ACTIVITY
Your answer should be the lines of the data below that contain "untouched".

STUDY MATERIAL
• • •

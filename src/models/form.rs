use std::collections::BTreeMap;
use std::fmt;

/// Field-level validation messages, keyed by field name.
#[derive(Debug, Clone, Default, PartialEq, Eq)]
pub struct FieldErrors(BTreeMap<String, Vec<String>>);

impl FieldErrors {
    pub fn new() -> Self {
        Self::default()
    }

    pub fn add(&mut self, field: &str, message: impl Into<String>) {
        self.0
            .entry(field.to_string())
            .or_default()
            .push(message.into());
    }

    pub fn is_empty(&self) -> bool {
        self.0.is_empty()
    }

    pub fn get(&self, field: &str) -> Option<&[String]> {
        self.0.get(field).map(Vec::as_slice)
    }

    pub fn iter(&self) -> impl Iterator<Item = (&str, &str)> {
        self.0
            .iter()
            .flat_map(|(f, msgs)| msgs.iter().map(move |m| (f.as_str(), m.as_str())))
    }
}

impl fmt::Display for FieldErrors {
    fn fmt(&self, f: &mut fmt::Formatter<'_>) -> fmt::Result {
        let parts: Vec<String> = self.iter().map(|(k, m)| format!("{k}: {m}")).collect();
        f.write_str(&parts.join("; "))
    }
}

/// Result of submitting a form-like input.
///
/// `Rejected` hands the caller's input back untouched so it can be shown
/// again together with the errors; nothing was persisted.
#[derive(Debug, Clone, PartialEq)]
pub enum FormOutcome<T, I> {
    Accepted(T),
    Rejected { input: I, errors: FieldErrors },
}

impl<T, I> FormOutcome<T, I> {
    pub fn accepted(self) -> Option<T> {
        match self {
            FormOutcome::Accepted(v) => Some(v),
            FormOutcome::Rejected { .. } => None,
        }
    }
}
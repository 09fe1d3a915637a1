use crate::cli::commands::open_pool;
use crate::cli::parser::{Commands, EmployeeCommand, parse_status};
use crate::config::Config;
use crate::core::employee::{CpfCheck, EmployeeLogic};
use crate::db::log::audit_quietly;
use crate::errors::{AppError, AppResult};
use crate::models::employee::{Employee, EmployeeInput};
use crate::models::form::FormOutcome;
use crate::ui::messages::{field_error, info, success};
use crate::utils::colors::{RESET, color_for_status, colorize_optional};
use crate::utils::formatting::{fmt_cpf, fmt_optional_timestamp, fmt_timestamp};
use crate::utils::table::{Column, Table};

pub fn handle(cmd: &Commands, cfg: &Config) -> AppResult<()> {
    let Commands::Employee { action } = cmd else {
        return Ok(());
    };

    let mut pool = open_pool(cfg)?;

    match action {
        EmployeeCommand::List => {
            let employees = EmployeeLogic::list(&pool)?;

            if employees.is_empty() {
                info("No employees registered yet.");
                return Ok(());
            }

            print_employees(&employees, cfg);
        }

        EmployeeCommand::Add { name, cpf } => {
            let input = EmployeeInput {
                name: name.clone(),
                cpf: cpf.clone(),
            };

            match EmployeeLogic::create(&mut pool, input)? {
                FormOutcome::Accepted(employee) => {
                    audit_quietly(
                        &pool.conn,
                        "employee_add",
                        &format!("#{}", employee.id),
                        &format!("Employee '{}' created", employee.name),
                    );
                    success(format!(
                        "Employee #{} '{}' created (CPF {}).",
                        employee.id,
                        employee.name,
                        fmt_cpf(&employee.cpf)
                    ));
                }
                FormOutcome::Rejected { input, errors } => {
                    for (field, msg) in errors.iter() {
                        field_error(field, msg);
                    }
                    return Err(AppError::Validation(format!(
                        "employee '{}' not created ({})",
                        input.name, errors
                    )));
                }
            }
        }

        EmployeeCommand::Show { id } => {
            let e = EmployeeLogic::find(&pool, *id)?;
            let updated = fmt_optional_timestamp(&e.updated_at, &cfg.date_format);

            println!("🧑 Employee #{}", e.id);
            println!("   Name    : {}", e.name);
            println!("   CPF     : {}", fmt_cpf(&e.cpf));
            println!(
                "   Status  : {}{}{}",
                color_for_status(e.status),
                e.status.label(),
                RESET
            );
            println!("   Created : {}", fmt_timestamp(&e.created_at, &cfg.date_format));
            println!("   Updated : {}", colorize_optional(&updated));
        }

        EmployeeCommand::Status { id, status } => {
            let status = parse_status(status)?;
            let e = EmployeeLogic::update_status(&mut pool, *id, status)?;

            audit_quietly(
                &pool.conn,
                "employee_status",
                &format!("#{}", e.id),
                &format!("Status set to {}", e.status.code()),
            );
            success(format!(
                "Employee #{} '{}' is now {}.",
                e.id,
                e.name,
                e.status.label().to_lowercase()
            ));
        }

        EmployeeCommand::CheckCpf { cpf, exclude } => {
            match EmployeeLogic::validate_cpf(&pool, cpf, *exclude)? {
                CpfCheck::Valid => success(format!("CPF {} is valid.", cpf)),
                CpfCheck::Invalid(msg) => {
                    field_error("cpf", msg);
                    return Err(AppError::Validation(msg.to_string()));
                }
            }
        }
    }

    Ok(())
}

fn print_employees(employees: &[Employee], cfg: &Config) {
    let mut table = Table::new(
        vec![
            Column::right("ID"),
            Column::left("NAME"),
            Column::left("CPF"),
            Column::left("STATUS"),
            Column::left("CREATED"),
            Column::left("UPDATED"),
        ],
        cfg.separator(),
    );

    for e in employees {
        table.add_row(vec![
            e.id.to_string(),
            e.name.clone(),
            fmt_cpf(&e.cpf),
            format!("{}{}{}", color_for_status(e.status), e.status.label(), RESET),
            fmt_timestamp(&e.created_at, &cfg.date_format),
            colorize_optional(&fmt_optional_timestamp(&e.updated_at, &cfg.date_format)),
        ]);
    }

    println!("👥 Employees:\n");
    print!("{}", table.render());
}
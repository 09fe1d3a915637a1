use crate::errors::AppResult;
use chrono::Local;
use rusqlite::Connection;
use rusqlite::params;

/// Write an internal audit line into the `log` table.
pub fn audit(conn: &Connection, operation: &str, target: &str, message: &str) -> AppResult<()> {
    let now = Local::now().to_rfc3339();

    let mut stmt = conn.prepare_cached(
        "INSERT INTO log (date, operation, target, message)
         VALUES (?1, ?2, ?3, ?4)",
    )?;

    stmt.execute(params![now, operation, target, message])?;

    Ok(())
}

/// Like [`audit`], but a failure only produces a warning.
pub fn audit_quietly(conn: &Connection, operation: &str, target: &str, message: &str) {
    if let Err(e) = audit(conn, operation, target, message) {
        crate::ui::messages::warning(format!("Failed to write internal log: {e}"));
    }
}
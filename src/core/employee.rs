use crate::db::repository::Repository;
use crate::errors::AppResult;
use crate::models::employee::{Employee, EmployeeInput};
use crate::models::form::{FieldErrors, FormOutcome};
use crate::models::status::Status;

pub const CPF_LENGTH: usize = 11;

pub const MSG_CPF_LENGTH: &str = "CPF must contain exactly 11 digits.";
pub const MSG_CPF_DUPLICATE: &str = "This CPF already exists.";

/// Outcome of a CPF check: `Valid` or the reason it was refused.
#[derive(Debug, Clone, PartialEq, Eq)]
pub enum CpfCheck {
    Valid,
    Invalid(&'static str),
}

impl CpfCheck {
    pub fn is_valid(&self) -> bool {
        matches!(self, CpfCheck::Valid)
    }

    pub fn message(&self) -> Option<&'static str> {
        match self {
            CpfCheck::Valid => None,
            CpfCheck::Invalid(m) => Some(m),
        }
    }
}

/// High-level business logic for employees.
pub struct EmployeeLogic;

impl EmployeeLogic {
    /// All employees, in store order.
    pub fn list<R: Repository<Employee>>(store: &R) -> AppResult<Vec<Employee>> {
        store.all()
    }

    /// The CPF must be exactly 11 characters long and not already used by
    /// another employee. `exclude` names the employee being edited, whose
    /// own CPF does not count as a duplicate.
    pub fn validate_cpf<R: Repository<Employee>>(
        store: &R,
        cpf: &str,
        exclude: Option<i32>,
    ) -> AppResult<CpfCheck> {
        if cpf.chars().count() != CPF_LENGTH {
            return Ok(CpfCheck::Invalid(MSG_CPF_LENGTH));
        }

        let taken = store
            .all()?
            .iter()
            .any(|e| e.cpf == cpf && Some(e.id) != exclude);

        if taken {
            return Ok(CpfCheck::Invalid(MSG_CPF_DUPLICATE));
        }

        Ok(CpfCheck::Valid)
    }

    /// Validate and store a new employee.
    ///
    /// On a CPF failure the input is handed back untouched and nothing is
    /// written. On success the employee starts Active and stamped now.
    pub fn create<R: Repository<Employee>>(
        store: &mut R,
        input: EmployeeInput,
    ) -> AppResult<FormOutcome<Employee, EmployeeInput>> {
        let mut errors = FieldErrors::new();

        if let CpfCheck::Invalid(msg) = Self::validate_cpf(store, &input.cpf, None)? {
            errors.add("cpf", msg);
        }

        if !errors.is_empty() {
            return Ok(FormOutcome::Rejected { input, errors });
        }

        let mut employee = Employee::new(input.name, input.cpf);
        store.add(&mut employee)?;

        Ok(FormOutcome::Accepted(employee))
    }

    /// Lookup used before editing; absence is `EmployeeNotFound`.
    pub fn find<R: Repository<Employee>>(store: &R, id: i32) -> AppResult<Employee> {
        store.get(id)
    }

    /// Overwrite only the status and stamp `updated_at`.
    pub fn update_status<R: Repository<Employee>>(
        store: &mut R,
        id: i32,
        status: Status,
    ) -> AppResult<Employee> {
        let mut employee = store.get(id)?;

        employee.set_status(status);
        store.save(&employee)?;

        Ok(employee)
    }
}
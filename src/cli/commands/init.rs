use crate::cli::parser::Cli;
use crate::config::Config;
use crate::db::initialize::init_db;
use crate::db::log::audit_quietly;
use crate::db::pool::DbPool;
use crate::errors::AppResult;

/// Handle the `init` command
///
/// This initializes:
///  - the config directory (if missing)
///  - the configuration file (skipped in test mode)
///  - the SQLite database and all pending migrations
pub fn handle(cli: &Cli) -> AppResult<()> {
    let cfg = Config::init_all(cli.db.as_deref(), cli.test)?;

    println!("⚙️  Initializing rTicket…");
    if !cli.test {
        println!("📄 Config file : {}", Config::config_file().display());
    }
    println!("🗄️  Database   : {}", &cfg.database);

    let pool = DbPool::new(&cfg.database)?;
    init_db(&pool.conn)?;

    println!("✅ Database initialized at {}", &cfg.database);

    audit_quietly(
        &pool.conn,
        "init",
        "",
        &format!("Database initialized at {}", &cfg.database),
    );

    println!("🎉 rTicket initialization completed!");
    Ok(())
}
use crate::cli::commands::open_pool;
use crate::cli::parser::Commands;
use crate::config::Config;
use crate::errors::AppResult;
use crate::export::ExportLogic;
use crate::utils::path::expand_tilde;

pub fn handle(cmd: &Commands, cfg: &Config) -> AppResult<()> {
    if let Commands::Export {
        format,
        file,
        filter,
        force,
    } = cmd
    {
        let filter = filter.to_filter()?;
        let pool = open_pool(cfg)?;
        ExportLogic::export(&pool, *format, &expand_tilde(file), filter, *force)?;
    }
    Ok(())
}
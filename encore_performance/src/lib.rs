// Encore Performance Representation
//
// The event-stream representation shared by the Encore performance model and
// its collaborators. A musical performance is an ordered stream of discrete
// events — note-ons, note-offs, clock advances, velocity changes — rather
// than a piano-roll grid, so expressive timing survives quantization.
//
// Architecture:
// - events.rs: PerformanceEvent / Performance (the event stream itself),
//   note-level conversion, velocity-bin quantization
// - midi.rs: Standard MIDI File input/output for primers and generated output
// - signals.rs: windowed note-density and pitch-class-histogram extraction,
//   the source of conditioning values for the model layer
//
// The event stream is the "source of truth" throughout. MIDI and the
// conditioning signals are derived from it, never the other way around.

pub mod events;
pub mod midi;
pub mod signals;
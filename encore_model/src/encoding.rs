// Encoder-decoder topology descriptors.
//
// Each registry entry declares how the external encoding library should be
// wired for it: a plain one-hot event encoder, or a conditional pairing of
// a control encoder with the event encoder, where the control encoder may
// itself concatenate several encoders. This module describes and sizes
// those compositions; the event-to-tensor conversion they imply is owned by
// the encoding library, not by this crate.
//
// The descriptors are a closed set — the registry only ever composes these
// shapes — and they double as the capability declaration the model layer
// validates conditioning requests against.

use encore_performance::events::{MAX_MIDI_PITCH, MAX_SHIFT_STEPS, MIN_MIDI_PITCH};
use encore_performance::signals::PITCH_CLASSES;
use serde::{Deserialize, Serialize};

/// How performance events themselves are encoded.
#[derive(Debug, Clone, PartialEq, Serialize, Deserialize)]
pub enum EventEncoding {
    /// One-hot over the event vocabulary: note-ons, note-offs, time shifts,
    /// and (when `num_velocity_bins > 0`) velocity bins.
    PerformanceOneHot { num_velocity_bins: u32 },
}

impl EventEncoding {
    /// Size of the one-hot event vocabulary.
    pub fn num_classes(&self) -> usize {
        match *self {
            EventEncoding::PerformanceOneHot { num_velocity_bins } => {
                let pitches = (MAX_MIDI_PITCH - MIN_MIDI_PITCH + 1) as usize;
                pitches // note-on
                    + pitches // note-off
                    + MAX_SHIFT_STEPS as usize // time shifts 1..=MAX
                    + num_velocity_bins as usize
            }
        }
    }
}

/// How a control signal is encoded alongside the events.
#[derive(Debug, Clone, PartialEq, Serialize, Deserialize)]
pub enum ControlEncoding {
    /// Note density quantized into one-hot bins over the given edges.
    NoteDensityOneHot { bin_ranges: Vec<f64> },
    /// A 12-dimensional pitch-class histogram passed through as-is.
    PitchHistogram,
    /// Concatenation of several control encoders' outputs.
    Multiple(Vec<ControlEncoding>),
}

impl ControlEncoding {
    /// Width of this control encoder's output.
    pub fn input_size(&self) -> usize {
        match self {
            ControlEncoding::NoteDensityOneHot { bin_ranges } => bin_ranges.len() + 1,
            ControlEncoding::PitchHistogram => PITCH_CLASSES,
            ControlEncoding::Multiple(parts) => parts.iter().map(|p| p.input_size()).sum(),
        }
    }

    /// Whether this encoder (or any nested part) consumes a note-density
    /// control channel.
    pub fn consumes_density(&self) -> bool {
        match self {
            ControlEncoding::NoteDensityOneHot { .. } => true,
            ControlEncoding::PitchHistogram => false,
            ControlEncoding::Multiple(parts) => parts.iter().any(|p| p.consumes_density()),
        }
    }

    /// Whether this encoder (or any nested part) consumes a pitch-histogram
    /// control channel.
    pub fn consumes_pitch_histogram(&self) -> bool {
        match self {
            ControlEncoding::NoteDensityOneHot { .. } => false,
            ControlEncoding::PitchHistogram => true,
            ControlEncoding::Multiple(parts) => parts.iter().any(|p| p.consumes_pitch_histogram()),
        }
    }
}

/// The complete encoder-decoder wiring for one configuration.
#[derive(Debug, Clone, PartialEq, Serialize, Deserialize)]
pub enum EncoderDecoderSpec {
    /// Events alone, one-hot.
    OneHot(EventEncoding),
    /// A control encoder paired with the event encoder; the control value
    /// for each step is encoded and concatenated onto the event input.
    Conditional {
        control: ControlEncoding,
        events: EventEncoding,
    },
}

impl EncoderDecoderSpec {
    /// Width of the model input at each step.
    pub fn input_size(&self) -> usize {
        match self {
            EncoderDecoderSpec::OneHot(events) => events.num_classes(),
            EncoderDecoderSpec::Conditional { control, events } => {
                control.input_size() + events.num_classes()
            }
        }
    }

    /// Number of output classes (the event vocabulary).
    pub fn num_classes(&self) -> usize {
        match self {
            EncoderDecoderSpec::OneHot(events) => events.num_classes(),
            EncoderDecoderSpec::Conditional { events, .. } => events.num_classes(),
        }
    }

    pub fn supports_density(&self) -> bool {
        match self {
            EncoderDecoderSpec::OneHot(_) => false,
            EncoderDecoderSpec::Conditional { control, .. } => control.consumes_density(),
        }
    }

    pub fn supports_pitch_histogram(&self) -> bool {
        match self {
            EncoderDecoderSpec::OneHot(_) => false,
            EncoderDecoderSpec::Conditional { control, .. } => control.consumes_pitch_histogram(),
        }
    }
}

• • •

OUTPUT BELOW
/// `Rejected` hands the caller's input back untouched so it can be shown
    /// On a CPF failure the input is handed back untouched and nothing is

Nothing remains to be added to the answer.